Exercise requirements ▸ Which lines run from the line with "fn escape(&mut self)" through the line with "fn key(&mut self, code: KeyCode, modifier: KeyModifiers)" in the entries below? Print them exactly, both ends included, and nothing more.

Records shown ▸

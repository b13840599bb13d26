use std::io;

use derive_setters::Setters;
use polars::error::PolarsError;
use ratatui::crossterm::event::KeyEvent;
use thiserror::Error;

use crate::view_state::{FilterField, PageSize, SortField};

#[derive(Debug, Error)]
pub enum TVError {
    #[error("io error: {0}")]
    IoError(#[from] io::Error),
    #[error("polars error: {0}")]
    PolarsError(#[from] PolarsError),
    #[error("invalid json: {0}")]
    JsonError(#[from] serde_json::Error),
    #[error("loading failed: {0}")]
    LoadingFailed(String),
    #[error("file not found")]
    FileNotFound,
    #[error("permission denied")]
    PermissionDenied,
    #[error("unknown file type")]
    UnknownFileType,
    #[error("page size {0} is not one of 5, 10, 15")]
    InvalidPageSize(usize),
}

#[derive(Debug, Clone, Setters)]
pub struct TVConfig {
    pub event_poll_time: u64,
    pub max_column_width: usize,
    pub page_size: PageSize,
}

impl Default for TVConfig {
    fn default() -> Self {
        Self {
            event_poll_time: 100,
            max_column_width: 40,
            page_size: PageSize::default(),
        }
    }
}

#[derive(Debug, Clone, Copy, PartialEq)]
pub enum CMDMode {
    FilterContains,
    GotoPage,
}

impl CMDMode {
    pub fn prompt(&self) -> &'static str {
        match self {
            CMDMode::FilterContains => "Legal name contains: ",
            CMDMode::GotoPage => "Go to page: ",
        }
    }
}

#[derive(Debug, Clone, PartialEq)]
pub enum Message {
    Quit,
    MoveUp,
    MoveDown,
    NextPage,
    PrevPage,
    FirstPage,
    LastPage,
    CyclePageSize,
    Sort(SortField),
    Pick(FilterField),
    FilterContains,
    GotoPage,
    ClearFilters,
    Enter,
    Exit,
    Help,
    CopyRow,
    Resize(usize, usize),
    RawKey(KeyEvent),
}

pub const HELP_TEXT: &str = "\
Navigation
  j / Down        next row
  k / Up          previous row
  l / Right / PgDn  next page
  h / Left / PgUp   previous page
  g / Home        first page
  G / End         last page
  :               go to page

Sorting
  1               sort by created date
  2               sort by modified date
  3               sort by legal name
                  (again on the same column reverses)

Filtering
  e               pick entity type
  n               pick legal name
  d               pick DBA name
  /               legal name contains ...
  c               clear all filters
  s               cycle rows per page (5, 10, 15)

Other
  Enter           show record / apply pick
  y               copy record as csv
  Esc             back
  ?               this help
  q               quit";
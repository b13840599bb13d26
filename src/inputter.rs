use ratatui::crossterm::event::{self, KeyCode, KeyModifiers};
use tracing::trace;

/// Single line text input for the command line.
#[derive(Debug, Default)]
pub struct Inputter {
    current_input: String,
    curser_pos: usize, // In chars, not bytes
    finished: bool,
    canceled: bool,
}

#[derive(Debug, Default, Clone, PartialEq)]
pub struct InputResult {
    pub input: String,
    pub finished: bool,
    pub canceled: bool,
    pub curser_pos: usize,
}

impl Inputter {
    pub fn read(&mut self, key: event::KeyEvent) -> InputResult {
        match (key.code, key.modifiers) {
            (KeyCode::Enter, _) => self.enter(),
            (KeyCode::Esc, _) => self.escape(),
            (KeyCode::Backspace, _) => self.backspace(),
            (KeyCode::Delete, _) => self.delete(),
            (KeyCode::Left, _) => self.left(),
            (KeyCode::Right, _) => self.right(),
            (KeyCode::Home, _) => self.home(),
            (KeyCode::End, _) => self.end(),
            (KeyCode::Char('u'), KeyModifiers::CONTROL) => {
                self.current_input.clear();
                self.curser_pos = 0;
                self.get()
            }
            (kc, km) => self.key(kc, km),
        }
    }

    /// Replaces the input, cursor at the end.
    pub fn set(&mut self, s: &str) {
        self.current_input = s.to_string();
        self.curser_pos = s.chars().count();
    }

    pub fn get(&self) -> InputResult {
        InputResult {
            canceled: self.canceled,
            finished: self.finished,
            input: self.current_input.clone(),
            curser_pos: self.curser_pos,
        }
    }

    pub fn clear(&mut self) {
        self.canceled = false;
        self.finished = false;
        self.current_input.clear();
        self.curser_pos = 0;
    }

    fn enter(&mut self) -> InputResult {
        self.finished = true;
        self.get()
    }

    fn escape(&mut self) -> InputResult {
        self.clear();
        self.canceled = true;
        self.finished = true;
        self.get()
    }

    fn backspace(&mut self) -> InputResult {
        if self.curser_pos > 0 {
            self.curser_pos -= 1;
            let at = self.getbytepos();
            self.current_input.remove(at);
        }
        self.get()
    }

    fn delete(&mut self) -> InputResult {
        if self.curser_pos < self.current_input.chars().count() {
            let at = self.getbytepos();
            self.current_input.remove(at);
        }
        self.get()
    }

    fn left(&mut self) -> InputResult {
        self.curser_pos = self.curser_pos.saturating_sub(1);
        self.get()
    }

    fn right(&mut self) -> InputResult {
        if self.curser_pos < self.current_input.chars().count() {
            self.curser_pos += 1;
        }
        self.get()
    }

    fn home(&mut self) -> InputResult {
        self.curser_pos = 0;
        self.get()
    }

    fn end(&mut self) -> InputResult {
        self.curser_pos = self.current_input.chars().count();
        self.get()
    }

    fn key(&mut self, code: KeyCode, modifier: KeyModifiers) -> InputResult {
        if modifier.contains(KeyModifiers::CONTROL) || modifier.contains(KeyModifiers::ALT) {
            trace!("Ignoring input {code:?} with {modifier:?}");
        } else if let Some(chr) = code.as_char() {
            self.current_input.insert(self.getbytepos(), chr);
            self.curser_pos += 1;
        }
        self.get()
    }

    fn getbytepos(&self) -> usize {
        self.current_input
            .char_indices()
            .nth(self.curser_pos)
            .map(|(byte_idx, _)| byte_idx)
            .unwrap_or(self.current_input.len())
    }
}
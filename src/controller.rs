use std::time::Duration;
use tracing::trace;

use ratatui::crossterm::event::{self, Event, KeyCode, KeyEvent, KeyModifiers};
use crate::domain::{Message, TVConfig, TVError};
use crate::model::Model;
use crate::view_state::{FilterField, SortField};

pub struct Controller {
    event_poll_time: u64,
}

impl Controller {
    pub fn new(cfg: &TVConfig) -> Self {
        Self {
            event_poll_time: cfg.event_poll_time,
        }
    }

    pub fn handle_event(&self, model: &Model) -> Result<Option<Message>, TVError> {
        if event::poll(Duration::from_millis(self.event_poll_time))? {
            match event::read()? {
                Event::Key(key) if key.kind == event::KeyEventKind::Press => {
                    if model.raw_keyevents() {
                        return Ok(Some(Message::RawKey(key)));
                    }
                    return Ok(Self::handle_key(key));
                }
                Event::Resize(width, height) => {
                    return Ok(Some(Message::Resize(width as usize, height as usize)));
                }
                _ => {}
            }
        }
        Ok(None)
    }

    fn handle_key(key: KeyEvent) -> Option<Message> {
        let message = match (key.code, key.modifiers) {
            (KeyCode::Char('c'), KeyModifiers::CONTROL) => Some(Message::Quit),
            (KeyCode::Char('q'), _) => Some(Message::Quit),
            (KeyCode::Char('j'), _) | (KeyCode::Down, _) => Some(Message::MoveDown),
            (KeyCode::Char('k'), _) | (KeyCode::Up, _) => Some(Message::MoveUp),
            (KeyCode::Char('l'), _) | (KeyCode::Right, _) | (KeyCode::PageDown, _) => {
                Some(Message::NextPage)
            }
            (KeyCode::Char('h'), _) | (KeyCode::Left, _) | (KeyCode::PageUp, _) => {
                Some(Message::PrevPage)
            }
            (KeyCode::Char('g'), _) | (KeyCode::Home, _) => Some(Message::FirstPage),
            (KeyCode::Char('G'), _) | (KeyCode::End, _) => Some(Message::LastPage),
            (KeyCode::Char(':'), _) => Some(Message::GotoPage),
            (KeyCode::Char('1'), _) => Some(Message::Sort(SortField::CreatedDt)),
            (KeyCode::Char('2'), _) => Some(Message::Sort(SortField::ModifiedDt)),
            (KeyCode::Char('3'), _) => Some(Message::Sort(SortField::LegalName)),
            (KeyCode::Char('s'), _) => Some(Message::CyclePageSize),
            (KeyCode::Char('e'), _) => Some(Message::Pick(FilterField::EntityType)),
            (KeyCode::Char('n'), _) => Some(Message::Pick(FilterField::LegalName)),
            (KeyCode::Char('d'), _) => Some(Message::Pick(FilterField::DbaName)),
            (KeyCode::Char('/'), _) => Some(Message::FilterContains),
            (KeyCode::Char('c'), _) => Some(Message::ClearFilters),
            (KeyCode::Char('y'), _) => Some(Message::CopyRow),
            (KeyCode::Char('?'), _) => Some(Message::Help),
            (KeyCode::Enter, _) => Some(Message::Enter),
            (KeyCode::Esc, _) => Some(Message::Exit),
            _ => None,
        };
        trace!("Mapped: {key:?} => {message:?}");
        message
    }
}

Finished task ▸
    fn escape(&mut self) -> InputResult {
        self.clear();
        self.canceled = true;
        self.finished = true;
        self.get()
    }

    fn backspace(&mut self) -> InputResult {
        if self.curser_pos > 0 {
            self.curser_pos -= 1;
            let at = self.getbytepos();
            self.current_input.remove(at);
        }
        self.get()
    }

    fn delete(&mut self) -> InputResult {
        if self.curser_pos < self.current_input.chars().count() {
            let at = self.getbytepos();
            self.current_input.remove(at);
        }
        self.get()
    }

    fn left(&mut self) -> InputResult {
        self.curser_pos = self.curser_pos.saturating_sub(1);
        self.get()
    }

    fn right(&mut self) -> InputResult {
        if self.curser_pos < self.current_input.chars().count() {
            self.curser_pos += 1;
        }
        self.get()
    }

    fn home(&mut self) -> InputResult {
        self.curser_pos = 0;
        self.get()
    }

    fn end(&mut self) -> InputResult {
        self.curser_pos = self.current_input.chars().count();
        self.get()
    }

    fn key(&mut self, code: KeyCode, modifier: KeyModifiers) -> InputResult {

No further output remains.